Amarildo Nonato, detido na segunda-feira (25) acusado de assassinar o colega de trabalho Mario Alexandre Oras Cabraleiros, declarou ao sair da Delegacia de Homicídios e Proteção à Pessoa (DHPP), em Cuiabá, que praticou o crime por acreditar que poderia ser morto pela vítima.
Conforme as informações apuradas, Amarildo e Mario mantinham constantes desavenças relacionadas ao ambiente profissional. Os dois discutiam com frequência e já haviam trocado ameaças anteriormente.
No sábado, ambos passaram o dia consumindo bebida alcoólica e voltaram a se desentender.
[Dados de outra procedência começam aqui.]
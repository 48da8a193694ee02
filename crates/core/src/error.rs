use thiserror::Error;

pub type DraftResult<T> = Result<T, DraftError>;

#[derive(Error, Debug)]
pub enum DraftError {
    #[error("Configuration error: {0}")]
    Config(String),

    #[error("Missing required fields: {}", .0.join(", "))]
    MissingFields(Vec<String>),

    #[error("Invalid proposal: {0}")]
    Proposal(String),

    #[error("Invalid state transition from {from} to {to}")]
    InvalidTransition { from: String, to: String },

    #[error("Ad platform error: {0}")]
    Platform(String),

    #[error("Transport error: {0}")]
    Transport(String),

    #[error("Persistence error: {0}")]
    Persistence(String),

    #[error("A request is already in flight for this conversation")]
    Busy,

    #[error("Serialization error: {0}")]
    Serialization(#[from] serde_json::Error),

    #[error("Internal error: {0}")]
    Internal(#[from] anyhow::Error),
}
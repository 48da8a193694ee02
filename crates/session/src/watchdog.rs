//! Stuck-request watchdog.
//!
//! A cancellable scheduled task tied to the lifetime of one upstream
//! request. On expiry it runs its callback (which appends an advisory
//! message) without canceling the underlying request; dropping the guard
//! releases the timer deterministically.

use std::time::Duration;

use tokio::task::JoinHandle;
use tracing::debug;

pub struct WatchdogGuard {
    handle: JoinHandle<()>,
}

impl WatchdogGuard {
    /// Cancels the timer. Called when the request completes in time.
    pub fn disarm(self) {
        // Drop does the work.
    }
}

impl Drop for WatchdogGuard {
    fn drop(&mut self) {
        self.handle.abort();
        debug!("Watchdog released");
    }
}

/// Arms a watchdog that fires `on_expiry` once after `delay` unless the
/// returned guard is dropped first.
pub fn arm<F>(delay: Duration, on_expiry: F) -> WatchdogGuard
where
    F: FnOnce() + Send + 'static,
{
    let handle = tokio::spawn(async move {
        tokio::time::sleep(delay).await;
        on_expiry();
    });
    WatchdogGuard { handle }
}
Em determinado momento, a discussão evoluiu para agressões físicas, quando Amarildo pegou uma faca e atacou Mario.
A vítima foi assassinada com facadas e golpes de madeira. Depois do homicídio, o corpo foi abandonado em meio a entulhos nos fundos de um lava-jato.
O cadáver foi localizado por pessoas que passavam pela região e perceberam um dos pés da vítima exposto entre os escombros.
Enquanto realizavam o atendimento da ocorrência, policiais conseguiram localizar e prender o suspeito, que confessou a autoria do crime.
O caso segue sendo investigado pela Polícia Civil.